## DATA FOR PROCESSING
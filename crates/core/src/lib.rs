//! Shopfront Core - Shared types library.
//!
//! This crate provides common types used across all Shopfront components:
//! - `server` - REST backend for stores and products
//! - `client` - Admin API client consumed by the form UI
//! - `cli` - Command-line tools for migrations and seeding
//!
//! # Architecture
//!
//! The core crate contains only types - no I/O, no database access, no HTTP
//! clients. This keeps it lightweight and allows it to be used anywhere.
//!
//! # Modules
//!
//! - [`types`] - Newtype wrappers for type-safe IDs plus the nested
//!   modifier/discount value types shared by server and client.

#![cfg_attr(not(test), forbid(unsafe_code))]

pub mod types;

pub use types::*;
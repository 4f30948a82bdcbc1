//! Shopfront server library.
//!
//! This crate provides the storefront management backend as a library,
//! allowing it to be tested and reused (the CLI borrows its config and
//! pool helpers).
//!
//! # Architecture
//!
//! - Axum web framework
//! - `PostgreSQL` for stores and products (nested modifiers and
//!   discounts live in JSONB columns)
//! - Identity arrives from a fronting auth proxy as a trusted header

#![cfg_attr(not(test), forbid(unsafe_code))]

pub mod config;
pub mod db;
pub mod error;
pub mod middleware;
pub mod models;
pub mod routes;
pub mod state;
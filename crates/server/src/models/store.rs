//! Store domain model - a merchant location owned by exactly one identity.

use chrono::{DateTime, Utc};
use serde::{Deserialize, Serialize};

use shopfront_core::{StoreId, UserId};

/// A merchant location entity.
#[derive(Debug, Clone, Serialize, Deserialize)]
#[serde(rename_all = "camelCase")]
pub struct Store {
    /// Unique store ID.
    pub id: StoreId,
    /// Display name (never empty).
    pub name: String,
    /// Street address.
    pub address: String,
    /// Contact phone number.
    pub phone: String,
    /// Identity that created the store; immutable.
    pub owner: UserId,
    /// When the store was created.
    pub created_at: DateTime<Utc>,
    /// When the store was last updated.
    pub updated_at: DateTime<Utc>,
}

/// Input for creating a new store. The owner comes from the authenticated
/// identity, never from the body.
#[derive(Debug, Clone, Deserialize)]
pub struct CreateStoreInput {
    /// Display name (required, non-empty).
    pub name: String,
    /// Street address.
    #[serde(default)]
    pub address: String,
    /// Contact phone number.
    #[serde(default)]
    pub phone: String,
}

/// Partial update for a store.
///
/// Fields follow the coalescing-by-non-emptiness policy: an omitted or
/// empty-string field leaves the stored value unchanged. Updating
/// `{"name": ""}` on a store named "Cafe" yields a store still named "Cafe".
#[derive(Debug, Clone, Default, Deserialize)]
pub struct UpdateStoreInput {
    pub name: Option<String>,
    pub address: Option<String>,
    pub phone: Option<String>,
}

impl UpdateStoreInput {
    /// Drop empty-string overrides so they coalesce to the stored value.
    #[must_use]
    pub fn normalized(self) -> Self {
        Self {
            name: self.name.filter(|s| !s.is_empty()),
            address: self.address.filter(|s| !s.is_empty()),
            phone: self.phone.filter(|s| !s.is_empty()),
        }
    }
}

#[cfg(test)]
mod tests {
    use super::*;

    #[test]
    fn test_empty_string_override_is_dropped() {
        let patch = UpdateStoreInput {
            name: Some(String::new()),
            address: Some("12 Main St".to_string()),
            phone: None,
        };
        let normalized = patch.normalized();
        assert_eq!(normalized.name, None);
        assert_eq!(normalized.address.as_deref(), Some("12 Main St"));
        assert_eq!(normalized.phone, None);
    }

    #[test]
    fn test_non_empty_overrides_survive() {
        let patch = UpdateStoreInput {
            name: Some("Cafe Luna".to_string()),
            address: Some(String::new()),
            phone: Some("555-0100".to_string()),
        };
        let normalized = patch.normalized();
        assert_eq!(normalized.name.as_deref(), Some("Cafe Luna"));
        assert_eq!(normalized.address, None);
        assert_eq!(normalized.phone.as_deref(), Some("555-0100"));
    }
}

## INSTRUCTIONS FOR THE TASK
Transcribe all the data word for word, as it appears above.

## WRITTEN ANSWER
filename crates/core/src/lib.rs
//! Shopfront Core - Shared types library.
//!
//! This crate provides common types used across all Shopfront components:
//! - `server` - REST backend for stores and products
//! - `client` - Admin API client consumed by the form UI
//! - `cli` - Command-line tools for migrations and seeding
//!
//! # Architecture
//!
//! The core crate contains only types - no I/O, no database access, no HTTP
//! clients. This keeps it lightweight and allows it to be used anywhere.
//!
//! # Modules
//!
//! - [`types`] - Newtype wrappers for type-safe IDs plus the nested
//!   modifier/discount value types shared by server and client.

#![cfg_attr(not(test), forbid(unsafe_code))]

pub mod types;

pub use types::*;
repository 4f30948a82bdcbc1
//! Shopfront server library.
//!
//! This crate provides the storefront management backend as a library,
//! allowing it to be tested and reused (the CLI borrows its config and
//! pool helpers).
//!
//! # Architecture
//!
//! - Axum web framework
//! - `PostgreSQL` for stores and products (nested modifiers and
//!   discounts live in JSONB columns)
//! - Identity arrives from a fronting auth proxy as a trusted header

#![cfg_attr(not(test), forbid(unsafe_code))]

pub mod config;
pub mod db;
pub mod error;
pub mod middleware;
pub mod models;
pub mod routes;
pub mod state;
filename crates/server/src/models/store.rs
//! Store domain model - a merchant location owned by exactly one identity.

use chrono::{DateTime, Utc};
use serde::{Deserialize, Serialize};

use shopfront_core::{StoreId, UserId};

/// A merchant location entity.
#[derive(Debug, Clone, Serialize, Deserialize)]
#[serde(rename_all = "camelCase")]
pub struct Store {
    /// Unique store ID.
    pub id: StoreId,
    /// Display name (never empty).
    pub name: String,
    /// Street address.
    pub address: String,
    /// Contact phone number.
    pub phone: String,
    /// Identity that created the store; immutable.
    pub owner: UserId,
    /// When the store was created.
    pub created_at: DateTime<Utc>,
    /// When the store was last updated.
    pub updated_at: DateTime<Utc>,
}

/// Input for creating a new store. The owner comes from the authenticated
/// identity, never from the body.
#[derive(Debug, Clone, Deserialize)]
pub struct CreateStoreInput {
    /// Display name (required, non-empty).
    pub name: String,
    /// Street address.
    #[serde(default)]
    pub address: String,
    /// Contact phone number.
    #[serde(default)]
    pub phone: String,
}

/// Partial update for a store.
///
/// Fields follow the coalescing-by-non-emptiness policy: an omitted or
/// empty-string field leaves the stored value unchanged. Updating
/// `{"name": ""}` on a store named "Cafe" yields a store still named "Cafe".
#[derive(Debug, Clone, Default, Deserialize)]
pub struct UpdateStoreInput {
    pub name: Option<String>,
    pub address: Option<String>,
    pub phone: Option<String>,
}

impl UpdateStoreInput {
    /// Drop empty-string overrides so they coalesce to the stored value.
    #[must_use]
    pub fn normalized(self) -> Self {
        Self {
            name: self.name.filter(|s| !s.is_empty()),
            address: self.address.filter(|s| !s.is_empty()),
            phone: self.phone.filter(|s| !s.is_empty()),
        }
    }
}

#[cfg(test)]
mod tests {
    use super::*;

    #[test]
    fn test_empty_string_override_is_dropped() {
        let patch = UpdateStoreInput {
            name: Some(String::new()),
            address: Some("12 Main St".to_string()),
            phone: None,
        };
        let normalized = patch.normalized();
        assert_eq!(normalized.name, None);
        assert_eq!(normalized.address.as_deref(), Some("12 Main St"));
        assert_eq!(normalized.phone, None);
    }

    #[test]
    fn test_non_empty_overrides_survive() {
        let patch = UpdateStoreInput {
            name: Some("Cafe Luna".to_string()),
            address: Some(String::new()),
            phone: Some("555-0100".to_string()),
        };
        let normalized = patch.normalized();
        assert_eq!(normalized.name.as_deref(), Some("Cafe Luna"));
        assert_eq!(normalized.address, None);
        assert_eq!(normalized.phone.as_deref(), Some("555-0100"));
    }
}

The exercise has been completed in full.